June 22, 2006

A certain moral flexibility...

"Dad, can anyone be a lobbyist?"

"No, my job requires a certain moral flexibility that goes beyond most people."


Ah, back down to cheap Tuesdays at the Esquire ($5.50 all seats, all shows) for a showing of Thank You for Smoking.

I had heard that the film was a good one, but I certainly didn't expect the excellently funny film that we ended up with. Aaron Eckhart is a charismatic lead who describes himself by asking "You know the guy who can pick up any girl? I'm that guy...on crack." (I'm paraphrasing - it's not like I was writing quotes while watching the movie.) His character - Nick Naylor - is a fast talking, quick thinking, brilliantly prepared lobbyist for the tobacco industry's Academy for Tobacco Studies.

The entire film centers around Naylor as he meets with the last great tobacco baron, heads to Hollywood to get cigarettes into the hands of the sexiest stars in their sexiest movie scenes, brilliantly buys off the original Marlboro Man, spends lunch with his fellow Merchants of Death (the MOD squad), gets kidnapped and told that cigarettes saved his life, drops the ball while sleeping with a gorgeous Washington Probe reporter who doesn't quite specify when things are off the record, and finally redeems himself in front of a senate subcommittee hearing.

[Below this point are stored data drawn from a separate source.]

//! HiGHS implementation of [`ssp_model::Solver`].

use crate::ffi::{HighsModel, HighsModelError, HighsOption};
use ssp_model::{Model, Sense, Solution, Solver, SolverConfig, SolverError};
use std::time::Instant;
use tracing::{debug, trace, warn};

fn highs_model_error_to_solver_error(err: HighsModelError) -> SolverError {
    SolverError::SolverSpecific(err.to_string())
}

/// HiGHS-backed solver.
///
/// The configuration applies to every subsequent call of [`Solver::solve`].
#[derive(Debug, Clone, Default)]
pub struct HighsSolver {
    config: SolverConfig,
}

impl HighsSolver {
    /// Create a solver with default HiGHS settings.
    pub fn new() -> Self {
        Self::default()
    }

    /// Create a solver with an explicit configuration.
    pub fn with_config(config: SolverConfig) -> Self {
        Self { config }
    }

    fn update_config(&mut self, update: impl FnOnce(SolverConfig) -> SolverConfig) {
        self.config = update(std::mem::take(&mut self.config));
    }

    /// Set a time limit in seconds.
    pub fn set_time_limit(&mut self, seconds: f64) {
        self.update_config(|config| config.with_time_limit(seconds));
    }

    /// Set a relative MIP gap.
    pub fn set_mip_gap(&mut self, gap: f64) {
        self.update_config(|config| config.with_mip_gap(gap));
    }

    /// Set the thread count.
    pub fn set_threads(&mut self, threads: u32) {
        self.update_config(|config| config.with_threads(threads));
    }

    /// Enable or disable HiGHS logging to console.
    pub fn set_log_to_console(&mut self, enabled: bool) {
        self.update_config(|config| config.with_log_to_console(enabled));
    }

    /// Current configuration.
    pub fn config(&self) -> &SolverConfig {
        &self.config
    }
}

impl Solver for HighsSolver {
    fn solve(&mut self, model: &Model) -> Result<Solution, SolverError> {
        solve_model(model, &self.config)
    }
}

fn validate_model(model: &Model) -> Result<Sense, SolverError> {
    if model.num_variables() == 0 {
        return Err(SolverError::EmptyModel);
    }
    model.objective().sense.ok_or(SolverError::NoObjective)
}

fn apply_solver_config(highs_model: &mut HighsModel, config: &SolverConfig) {
    highs_model.set_log_to_console(config.log_to_console.unwrap_or(false));

    if let Some(limit) = config.time_limit {
        highs_model.set_option("time_limit", HighsOption::Float(limit));
    }
    if let Some(gap) = config.mip_gap {
        highs_model.set_option("mip_rel_gap", HighsOption::Float(gap));
    }
    if let Some(threads) = config.threads {
        let threads = i32::try_from(threads).unwrap_or(i32::MAX);
        highs_model.set_option("threads", HighsOption::Int(threads));
    }
}

fn objective_coefficients(model: &Model) -> Result<Vec<f64>, SolverError> {
    let mut coeffs = vec![0.0; model.num_variables()];
    for (var_id, coeff) in &model.objective().terms {
        let slot = coeffs
            .get_mut(var_id.index())
            .ok_or(SolverError::InvalidVariableId(var_id.inner()))?;
        *slot += *coeff;
    }
    Ok(coeffs)
}

fn warm_start_columns(model: &Model) -> Option<Vec<f64>> {
    let hints = model.primal_start()?;
    let mut cols: Vec<f64> = model
        .variables()
        .map(|(_, var)| default_primal_value(var.bounds.lower, var.bounds.upper))
        .collect();
    for (var_id, value) in hints {
        if let Some(slot) = cols.get_mut(var_id.index()) {
            *slot = *value;
        }
    }
    debug!(
        component = "solver",
        operation = "prepare_warm_start",
        status = "success",
        num_hints = hints.len(),
        "Prepared warm-start solution"
    );
    Some(cols)
}

fn solve_model(model: &Model, config: &SolverConfig) -> Result<Solution, SolverError> {
    let sense = validate_model(model)?;
    let solve_started = Instant::now();

    debug!(
        component = "solver",
        operation = "solve",
        status = "success",
        solver = "highs",
        variables = model.num_variables() as u64,
        constraints = model.num_constraints() as u64,
        nnz = model.num_coefficients() as u64,
        "Starting solve process"
    );

    let mut highs_model = HighsModel::new();
    apply_solver_config(&mut highs_model, config);

    let objective = objective_coefficients(model)?;
    for ((var_id, var), obj_coeff) in model.variables().zip(objective) {
        let col_idx = if var.is_integer {
            highs_model.add_integer_col(var.bounds.lower, var.bounds.upper, obj_coeff)
        } else {
            highs_model.add_col(var.bounds.lower, var.bounds.upper, obj_coeff)
        };
        trace!(
            component = "solver",
            operation = "add_variable",
            status = "success",
            var_id = var_id.inner(),
            col_idx,
            is_integer = var.is_integer,
            "Added variable to HiGHS"
        );
    }

    for (constraint_id, constraint, terms) in model.rows() {
        let (columns, coefficients): (Vec<usize>, Vec<f64>) = terms
            .iter()
            .map(|&(var_id, coeff)| (var_id.index(), coeff))
            .unzip();
        highs_model
            .add_row(
                constraint.bounds.lower,
                constraint.bounds.upper,
                &columns,
                &coefficients,
            )
            .map_err(highs_model_error_to_solver_error)?;
        trace!(
            component = "solver",
            operation = "add_constraint",
            status = "success",
            constraint_id = constraint_id.inner(),
            num_coeffs = columns.len(),
            "Added constraint to HiGHS"
        );
    }

    if let Some(cols) = warm_start_columns(model) {
        highs_model
            .set_primal_start(cols)
            .map_err(highs_model_error_to_solver_error)?;
    }

    let outcome = highs_model.solve(sense);
    let status = outcome.status();
    let solve_time_seconds = solve_started.elapsed().as_secs_f64();

    if status.is_optimal() {
        debug!(
            component = "solver",
            operation = "solve",
            status = "success",
            solver = "highs",
            solver_status = %status,
            objective_value = outcome.objective_value,
            duration_ms = solve_time_seconds * 1000.0,
            "HiGHS solve completed"
        );
    } else {
        warn!(
            component = "solver",
            operation = "solve",
            status = "warn",
            solver = "highs",
            solver_status = %status,
            highs_status = ?outcome.highs_status,
            duration_ms = solve_time_seconds * 1000.0,
            "Solver did not find optimal solution"
        );
    }

    Ok(Solution {
        primal_values: outcome.columns,
        objective_value: outcome.objective_value,
        status,
        solve_time_seconds,
    })
}

fn default_primal_value(lower: f64, upper: f64) -> f64 {
    if lower > 0.0 {
        lower
    } else if upper < 0.0 {
        upper
    } else {
        0.0
    }
}

#[cfg(test)]
#[allow(clippy::float_cmp)]
mod tests {
    use super::*;
    use ssp_model::{Bounds, Expr, Variable};

    #[test]
    fn empty_model_is_rejected() {
        let mut solver = HighsSolver::new();
        let err = solver.solve(&Model::new()).unwrap_err();
        assert_eq!(err, SolverError::EmptyModel);
    }

    #[test]
    fn missing_objective_is_rejected() {
        let mut model = Model::new();
        model
            .add_variable(Variable::continuous(Bounds::non_negative()))
            .unwrap();
        let err = HighsSolver::new().solve(&model).unwrap_err();
        assert_eq!(err.code(), "SOLVER_NO_OBJECTIVE");
    }

    #[test]
    fn default_primal_value_stays_within_bounds() {
        assert_eq!(default_primal_value(0.0, 4.0), 0.0);
        assert_eq!(default_primal_value(2.0, 4.0), 2.0);
        assert_eq!(default_primal_value(f64::NEG_INFINITY, -1.0), -1.0);
        assert_eq!(default_primal_value(f64::NEG_INFINITY, f64::INFINITY), 0.0);
    }

    #[test]
    fn warm_start_columns_fill_unhinted_variables() {
        let mut model = Model::new();
        let x = model
            .add_variable(Variable::integer(Bounds::new(1.0, 5.0)))
            .unwrap();
        let y = model
            .add_variable(Variable::integer(Bounds::new(0.0, 5.0)))
            .unwrap();
        model.maximize(Expr::sum([x, y])).unwrap();
        assert!(warm_start_columns(&model).is_none());

        model.set_primal_start(y, 3.0).unwrap();
        assert_eq!(warm_start_columns(&model), Some(vec![1.0, 3.0]));
    }

    #[test]
    fn setters_update_config() {
        let mut solver = HighsSolver::new();
        solver.set_time_limit(2.5);
        solver.set_threads(1);
        assert_eq!(
            solver.config(),
            &SolverConfig::new().with_time_limit(2.5).with_threads(1)
        );
    }
}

The heart of the story, however, lies in the relationship between Naylor and his son - played brilliantly by Cameron Bright (also seen this summer in X-Men: the Last Stand as Leech). Naylor takes his son with him to Hollywood to meet agents and muses on why he does his job while looking at his son asleep against the passenger seat window.

In the end, the film is a well-written examination of one man who is trying to do his best at his job and on the home front in teaching his son what it's like to be a man with responsibilities and am impressive array of people skills. He's certainly far from perfect - and the worst part of the film we saw was the low quality of the print, perhaps the fault of the filmmakers, perhaps the fault of the Esquire - but he's doing the best he can to casually navigate through an emotional minefield.